Episode 6: Dr Jessica Zitter
In this episode, I spoke with Dr Jessica Zitter. She first came to my attention after I read this New York Times article, which crystallised the dissonance and conflict I suspect a lot of critical care physicians feel around the marshalling of the end of life for their patients.
The ‘slow burn’ of psychedelic science is as it should be – the gradual percolation of their empirically ratified benefits through medicine and then hopefully into mainstream society. At the time of writing, the research into the therapeutic benefits of psilocybin in end-of-life care, for example, seems to be proceeding at a pace that Goldilocks would approve of - not excessively slowed down by obfuscating bureaucrats, nor impatiently pushed along by overzealous stakeholders and evangelists. This gives us time to have a cultural conversation about how we can best integrate these substances into the care of the dying.
If the phase 3 trials for psilocybin and other psychedelics in the fields of palliative care produce a shade of the benefits seen in phase 2, then the proposition of their normative prescription for end of life issues will move from the realms of absolute psychonaut fantasy to possible medical reality.
Furthermore (and barring some massive paradigm shift in the nature of health care hierarchy), doctors will very likely spearhead the prescription of such substances to the dying. I wanted to get a ‘Physicians eye view’ of the current state of play in the world of palliative medicine - and that’s where Jessica comes in.
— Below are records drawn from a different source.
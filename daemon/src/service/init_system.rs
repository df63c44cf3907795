//! Init-system adapter: readiness/liveness notification over the init
//! system's notification socket plus signal-driven lifecycle control.
//!
//! Wire format: newline-separated `KEY=VALUE` assignments in a single
//! datagram, sent to the socket named by `NOTIFY_SOCKET` (filesystem path, or
//! abstract-namespace when prefixed with `@`). Watchdog expectations arrive
//! via `WATCHDOG_USEC`/`WATCHDOG_PID`.
//!
//! Signal mapping: TERM/INT stop, HUP reloads, USR1 pauses, USR2 resumes.

use core::time::Duration;
use std::ffi::{OsStr, OsString};
use std::os::unix::ffi::OsStrExt as _;
use std::os::unix::net::UnixDatagram;
use std::path::Path;
use std::sync::Arc;
use std::time::Instant;

use eyre::eyre;
use tokio::signal::unix::{SignalKind, signal};
use tokio::sync::mpsc;
use tokio::time::{self, MissedTickBehavior};
use tracing::{debug, error, info, warn};

use crate::app::{AppState, Controller, LifecycleError};
use crate::bridge::BridgeError;
use crate::service::{RestartPolicy, ServiceHost, spawn_resume};

/// Notification-socket client. All sends are best effort; a daemon started
/// outside the init system simply has no socket and every send is a no-op.
pub struct SdNotifier {
    socket: Option<UnixDatagram>,
    watchdog_interval: Option<Duration>,
}

impl SdNotifier {
    /// Reads `NOTIFY_SOCKET` and the watchdog variables from the environment.
    pub fn from_env() -> Self {
        let socket = std::env::var_os("NOTIFY_SOCKET")
            .and_then(|path| connect_notify_socket(&path));
        let watchdog_interval = watchdog_interval_from(
            std::env::var_os("WATCHDOG_USEC"),
            std::env::var_os("WATCHDOG_PID"),
        );
        Self {
            socket,
            watchdog_interval,
        }
    }

    /// Half the watchdog deadline, which is the recommended ping cadence.
    /// `None` when the host did not ask for watchdog pings.
    pub fn watchdog_interval(&self) -> Option<Duration> {
        self.watchdog_interval
    }

    pub fn ready(&self) {
        self.notify("READY=1");
    }

    pub fn reloading(&self) {
        self.notify("RELOADING=1");
    }

    pub fn stopping(&self) {
        self.notify("STOPPING=1");
    }

    pub fn watchdog_ping(&self) {
        self.notify("WATCHDOG=1");
    }

    pub fn status(&self, message: &str) {
        self.notify(&format!("STATUS={message}"));
    }

    fn notify(&self, assignment: &str) {
        let Some(socket) = &self.socket else { return };
        if let Err(error) = socket.send(assignment.as_bytes()) {
            debug!(%error, assignment, "notification send failed");
        }
    }

    #[cfg(test)]
    fn connected_to(path: &Path) -> Self {
        Self {
            socket: connect_notify_socket(path.as_os_str()),
            watchdog_interval: None,
        }
    }
}

fn connect_notify_socket(path: &OsStr) -> Option<UnixDatagram> {
    let socket = UnixDatagram::unbound().ok()?;
    if let Some(name) = path.as_bytes().strip_prefix(b"@") {
        #[cfg(target_os = "linux")]
        {
            use std::os::linux::net::SocketAddrExt as _;
            let addr = std::os::unix::net::SocketAddr::from_abstract_name(name).ok()?;
            socket.connect_addr(&addr).ok()?;
            return Some(socket);
        }
        #[cfg(not(target_os = "linux"))]
        {
            let _ = name;
            return None;
        }
    }
    socket.connect(Path::new(path)).ok()?;
    Some(socket)
}

/// Parses the watchdog deadline, honoring it only when `WATCHDOG_PID` is
/// absent or names this process. Returns half the deadline.
fn watchdog_interval_from(usec: Option<OsString>, pid: Option<OsString>) -> Option<Duration> {
    if let Some(pid) = pid {
        let ours = std::process::id().to_string();
        if pid.to_str() != Some(ours.as_str()) {
            return None;
        }
    }
    let usec: u64 = usec?.to_str()?.parse().ok()?;
    if usec == 0 {
        return None;
    }
    Some(Duration::from_micros(usec / 2))
}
She speaks with a nice combination of candour and humour, and confidence mediated with circumspection. I hope you enjoy the conversation.
We discuss
Her Netflix documentary Extremis
The rise of the palliative care movement
Her paradigm shift to more holistic care and her straddling of the two worlds of palliative care and intensive care
Her book Extreme measures
Her article - ‘on being relevant’ and a recalibration of hierarchical structures
How spiritual and physiological suffering require different skill-sets in terms of treatment
Jessica’s work with her chaplain and her mixed feelings of being part of a team
Jessica’s hope for the phase 3 trials coming back with useful tool that perform an ‘incredibly heavy lift’ for people needing help at the end of life
the phenomena of Extremis and how it might reveal an unmet societal need
Her new movie about ‘caregiver burden’
Teaching her own Daughters sex ed (for which I argue she should be immediately struck off)
Further scarring her kids by teaching them about Herpetic Penises (don’t even ask)
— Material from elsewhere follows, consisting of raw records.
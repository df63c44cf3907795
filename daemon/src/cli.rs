//! Command-line interface definitions for the daemon.

use clap::{Parser, Subcommand, ValueEnum};

/// Top-level command-line interface definition.
#[derive(Debug, Parser)]
#[command(name = env!("CARGO_PKG_NAME"))]
#[command(version = env!("CARGO_PKG_VERSION"))]
#[command(about = env!("CARGO_PKG_DESCRIPTION"))]
pub struct Cli {
    #[command(subcommand)]
    pub command: Command,
}

/// Available subcommands for the daemon.
#[derive(Debug, Subcommand)]
pub enum Command {
    /// Run the daemon under the host's service manager.
    Service(ServiceArgs),

    #[cfg(target_os = "linux")]
    /// Install the daemon as a system service starting on boot.
    Install(crate::install::Args),
}

/// Arguments for the service command.
#[derive(Debug, Parser)]
pub struct ServiceArgs {
    /// Path to the configuration file
    #[arg(short, long, default_value = "doortray.toml")]
    pub config: String,

    #[arg(long, value_enum, default_value_t = LogFormat::Compact)]
    pub log_format: LogFormat,

    /// Override the host service-control binding (defaults to the platform's native one).
    #[arg(long, value_enum)]
    pub host: Option<HostBinding>,
}

/// Output format for process logs.
#[derive(Debug, Clone, Copy, ValueEnum)]
pub enum LogFormat {
    Compact,
    Json,
    Pretty,
}

/// Which host service-control protocol the daemon answers to.
#[derive(Debug, Clone, Copy, PartialEq, Eq, ValueEnum)]
pub enum HostBinding {
    /// Notification messages and signals of a managed init system (systemd-style).
    InitSystem,
    /// Discrete control codes of a service control manager (Windows SCM-style).
    ControlManager,
}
Not being able to make it through Friday night dinner without talking about death
How kids can cope with properly calibrated and age appropriate conversations about death
Other podcasts where Dr Zitter has spoken at length about the legality if things such as advanced directives and legal issues surrounding end of life
Her deepest fear about end of life,
Her article miracles don’t come cheap about the relative rarity of people coming back from the brink
Jessica’s desire for a ‘peace blanket’ at the end, and how psychedelics might aid with this
Resources for how to get ready for your death
Her website and her socials
Dr Jessica Zitter M.D.
Critical and Palliative Care specialist - Author of Extreme measures
Dr. Jessica Nutik Zitter, MD, MPH, is a national advocate for transforming the way people die in America. She is Harvard and UCSF-trained to practice the unusual combination of Critical and Palliative Care medicine. She works as an Attending Physician at a public hospital in Oakland, California.
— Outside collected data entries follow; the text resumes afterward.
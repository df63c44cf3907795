//! Presentation sink: the tray surface contract and its controlling handle.
//!
//! Rendering internals are host-specific glue behind the [`TraySurface`]
//! trait; the daemon only depends on the start/ready-handshake, set-icon and
//! stop operations.

use core::time::Duration;
use std::sync::Arc;

use thiserror::Error;
use tokio::sync::mpsc::error::TrySendError;
use tokio::sync::{mpsc, oneshot};
use tokio::time;
use tracing::{info, warn};

use crate::mapper::DomainState;

/// Depth of the surface command channel. Surfaces are expected to drain
/// commands promptly; icon updates are latest-wins anyway.
const COMMAND_CHANNEL_DEPTH: usize = 8;

/// Icon variants the surface can display.
#[derive(Debug, Clone, Copy, PartialEq, Eq)]
pub enum TrayIcon {
    Open,
    Closed,
    Unknown,
}

impl From<DomainState> for TrayIcon {
    fn from(state: DomainState) -> Self {
        match state {
            DomainState::Open => Self::Open,
            DomainState::Closed => Self::Closed,
            DomainState::Unknown => Self::Unknown,
        }
    }
}

/// Commands the handle sends to a running surface.
#[derive(Debug, Clone, Copy, PartialEq, Eq)]
pub enum TrayCommand {
    SetIcon(TrayIcon),
}

/// A host tray surface.
///
/// Implementations bring up their rendering loop on their own execution
/// context, send on `ready` once the surface is initialized, then consume
/// `commands` until the channel closes (which is the stop signal).
pub trait TraySurface: Send + Sync {
    fn spawn(&self, title: String, ready: oneshot::Sender<()>, commands: mpsc::Receiver<TrayCommand>);
}

/// Errors surfaced by the tray handle.
#[derive(Debug, Error)]
pub enum TrayError {
    #[error("tray surface did not become ready within {0:?}")]
    ReadyTimeout(Duration),
    #[error("tray surface exited before signalling readiness")]
    SurfaceFailed,
    #[error("tray is not active")]
    NotActive,
}

/// Controlling handle for the tray surface.
///
/// Owned by the lifecycle controller; active between a successful `start` and
/// the next `stop`.
pub struct Tray {
    surface: Arc<dyn TraySurface>,
    ready_timeout: Duration,
    commands: Option<mpsc::Sender<TrayCommand>>,
}

impl Tray {
    pub fn new(surface: Arc<dyn TraySurface>, ready_timeout: Duration) -> Self {
        Self {
            surface,
            ready_timeout,
            commands: None,
        }
    }

    /// Spawns the surface and waits for its ready signal.
    ///
    /// On timeout the command channel is retained, so a surface that comes up
    /// late still shuts down on the next `stop`.
    ///
    /// # Errors
    ///
    /// Fails with [`TrayError::ReadyTimeout`] when no readiness signal arrives
    /// in time, or [`TrayError::SurfaceFailed`] when the surface drops the
    /// ready channel without signalling.
    pub async fn start(&mut self, title: &str) -> Result<(), TrayError> {
        if self.commands.is_some() {
            warn!("tray surface is already active");
            return Ok(());
        }

        let (ready_tx, ready_rx) = oneshot::channel();
        let (command_tx, command_rx) = mpsc::channel(COMMAND_CHANNEL_DEPTH);
        self.surface.spawn(title.to_string(), ready_tx, command_rx);
        self.commands = Some(command_tx);

        match time::timeout(self.ready_timeout, ready_rx).await {
            Ok(Ok(())) => Ok(()),
            Ok(Err(_)) => Err(TrayError::SurfaceFailed),
            Err(_) => Err(TrayError::ReadyTimeout(self.ready_timeout)),
        }
    }

    /// Updates the displayed icon.
    ///
    /// # Errors
    ///
    /// Fails with [`TrayError::NotActive`] before `start` or after `stop`.
    pub fn set_icon(&self, icon: TrayIcon) -> Result<(), TrayError> {
        let commands = self.commands.as_ref().ok_or(TrayError::NotActive)?;
        match commands.try_send(TrayCommand::SetIcon(icon)) {
            Ok(()) => Ok(()),
            Err(TrySendError::Full(_)) => {
                // The surface is lagging; the queued icons still converge to
                // the latest state, so dropping this update is acceptable.
                warn!(?icon, "tray surface is not draining commands, dropping icon update");
                Ok(())
            }
            Err(TrySendError::Closed(_)) => Err(TrayError::NotActive),
        }
    }

    /// Spawns the consumer side of the handoff queue: each received state is
    /// forwarded to the surface as an icon update. The forwarder ends when the
    /// producer drops the queue or the surface stops.
    ///
    /// # Errors
    ///
    /// Fails with [`TrayError::NotActive`] when the surface is not running.
    pub fn attach_updates(&self, mut updates: mpsc::Receiver<DomainState>) -> Result<(), TrayError> {
        let commands = self
            .commands
            .as_ref()
            .ok_or(TrayError::NotActive)?
            .clone();
        tokio::spawn(async move {
            while let Some(state) = updates.recv().await {
                if commands.send(TrayCommand::SetIcon(state.into())).await.is_err() {
                    break;
                }
            }
        });
        Ok(())
    }

    /// Stops the surface by closing its command channel. Idempotent; safe to
    /// call even when `start` never completed.
    pub fn stop(&mut self) {
        self.commands = None;
    }
}

/// Headless default surface: logs icon changes instead of rendering them.
/// Real rendering backends are wired in by platform glue.
pub struct LogSurface;

impl TraySurface for LogSurface {
    fn spawn(&self, title: String, ready: oneshot::Sender<()>, mut commands: mpsc::Receiver<TrayCommand>) {
        tokio::spawn(async move {
            info!(%title, "tray surface started");
            let _ = ready.send(());
            while let Some(TrayCommand::SetIcon(icon)) = commands.recv().await {
                info!(?icon, "tray icon updated");
            }
            info!("tray surface stopped");
        });
    }
}

#[cfg(test)]
pub(crate) mod test_surfaces {
    use std::sync::Mutex;

    use super::*;

    /// Records every command it receives; signals readiness immediately.
    pub struct RecordingSurface {
        pub icons: Arc<Mutex<Vec<TrayIcon>>>,
    }

    impl RecordingSurface {
        pub fn new() -> (Self, Arc<Mutex<Vec<TrayIcon>>>) {
            let icons = Arc::new(Mutex::new(Vec::new()));
            (
                Self {
                    icons: Arc::clone(&icons),
                },
                icons,
            )
        }
    }

    impl TraySurface for RecordingSurface {
        fn spawn(
            &self,
            _title: String,
            ready: oneshot::Sender<()>,
            mut commands: mpsc::Receiver<TrayCommand>,
        ) {
            let icons = Arc::clone(&self.icons);
            tokio::spawn(async move {
                let _ = ready.send(());
                while let Some(TrayCommand::SetIcon(icon)) = commands.recv().await {
                    icons.lock().unwrap().push(icon);
                }
            });
        }
    }

    /// Holds the ready channel open forever without ever signalling.
    pub struct NeverReadySurface;

    impl TraySurface for NeverReadySurface {
        fn spawn(
            &self,
            _title: String,
            ready: oneshot::Sender<()>,
            mut commands: mpsc::Receiver<TrayCommand>,
        ) {
            tokio::spawn(async move {
                // Keep `ready` alive so the caller observes a timeout rather
                // than a dropped channel, and stay stoppable via `commands`.
                let _ready = ready;
                while commands.recv().await.is_some() {}
            });
        }
    }
}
Dr. Zitter is the author of the newly released Extreme Measures: Finding a Better Path to the End of Life. She is a regular contributor to The New York Times and her articles have appeared in The Atlantic, Time Magazine, Journal of the American Medical Association, The Washington Post and many other publications.
Dr. Zitter’s work is featured in the Academy and Emmy-nominated short documentary “Extremis,” available on Netflix.